Hay que doblar el cuello para poder observar las obras. En noventa grados. Hay que sostener la cabeza, estirar los párpados, aligerar la espalda, preparar el espíritu… Tenemos que situarnos para digerir todos estos cuerpos y Cristos enrevesados, revueltos, retorcidos, pintados con paletas oscuras, lucidos con poquísima luz, encastrados en celdas de madera tenebrosa y barroca: Cristos y dioses de pieles pálidas, ubicados en las celdas del dolor, últimas estaciones antes de la muerte. Señalan la “Scuola degli impiccati” (La Escuela de los ahorcados), a diez metros del teatro La Fenice, dentro del Ateneo Veneto. Aquí, durante los siglos XVI y XVII, los condenados a muerte, a la horca, recibían su último rezo por parte de las cofradías fusionadas de San Girolamo y Santa Maria della Consolazione. Quizás por eso la oscuridad es, en esta sala, tan penetrante. Las pinturas, ubicadas en el techo, acopladas a celdas de maderas doradas y tenebrosas, dan cuenta del Purgatorio, o de ciertos estados de expiación.
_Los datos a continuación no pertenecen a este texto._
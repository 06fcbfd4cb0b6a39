//! # tally-submit: Submission Orchestrator for Tally POS
//!
//! Takes an assembled order from tally-core and drives the two-phase,
//! partial-failure-tolerant create sequence against the remote store:
//! header create, identifier recovery, per-line item submission. Also owns
//! the checkout session flow that keeps a local draft until the submission
//! is known to have succeeded.
//!
//! ## Architecture Position
//! ```text
//! ┌─────────────────────────────────────────────────────────────────────────┐
//! │                      Tally POS Submission Flow                          │
//! │                                                                         │
//! │  ┌────────────┐      ┌─────────────────────────────────────────────┐   │
//! │  │ tally-core │      │            tally-submit (THIS CRATE)        │   │
//! │  │            │      │                                             │   │
//! │  │ assemble() │─────►│  CheckoutFlow                               │   │
//! │  │            │      │    ├── Submitter (orchestrator.rs)          │   │
//! │  └────────────┘      │    │     ├── response.rs  id recovery       │   │
//! │                      │    │     └── OrderBackend (backend.rs)  ───────► remote store
//! │  ┌────────────┐      │    └── DraftRepository  ──────────────────────► tally-db
//! │  │  tally-db  │◄─────│                                             │   │
//! │  └────────────┘      └─────────────────────────────────────────────┘   │
//! └─────────────────────────────────────────────────────────────────────────┘
//! ```
//!
//! ## Module Organization
//!
//! - [`backend`] - The remote store seam (`OrderBackend` trait)
//! - [`response`] - Create-response classification and id extraction
//! - [`orchestrator`] - The two-phase submit sequence
//! - [`checkout`] - Session flow: assemble, draft, submit, clear
//! - [`config`] - Poll budget for identifier recovery
//! - [`error`] - Submission error types

// =============================================================================
// Module Declarations
// =============================================================================

pub mod backend;
pub mod checkout;
pub mod config;
pub mod error;
pub mod orchestrator;
pub mod response;

// =============================================================================
// Re-exports
// =============================================================================

pub use backend::{CreateOrderResponse, LineItemPayload, OrderBackend, PendingOrder};
pub use checkout::{new_session_key, CheckoutFlow, CompletedCheckout};
pub use config::SubmitConfig;
pub use error::{LineOutcome, SubmitError, SubmitResult};
pub use orchestrator::Submitter;
pub use response::CreateOrderBody;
Inmediatamente por encima de los pesados mármoles de vetas verdes y rosadas que estructuran los muros, rodean la habitación la crucifixión, el nacimiento, la resurrección: las escenas de la Pasión de Cristo. En la pared izquierda, dos lienzos de 1670 representan las parábolas del regreso del hijo pródigo y la del buen samaritano, de Antonio Zanchi. Las obras indican la senda de los pecadores arrepentidos. 

Quizás la causa de todo sea el uso del aceite, pienso. Estas pinturas pueden ser especialmente oscuras porque en ellas se utilizó aceite cocido mezclado con otros componentes, pero en proporciones equivocadas. Con el paso de los siglos, los óleos fusionados de esta manera ennegrecen.

A ras del suelo y en medio de la sala, los trabajos que Walton Ford (Larchmont, 1960) realizó en 2023 dejan ver a un león dorado pintado sobre papel, un león que, entre estas pinturas y aún en tinieblas, pierde algo de su fuerza. 

Doblo nuevamente la cabeza hacia arriba. Quiebro el cuello. Todo es penumbra en esta sala del Ateneo, y casi, casi, se escuchan los pasos, las cadenas, los rezos, los llantos, los gritos... De un lado está este león fulgente, pintado con acrílicos y óleos el año pasado. Del otro, un pasadizo de muertos y bendiciones de Tintoretto, Veronese, Palma il Giovane, Alessandro Vittoria… Todos señalan las catástrofes del prójimo, los párpados. Un estado nocturno. El borde del gesto.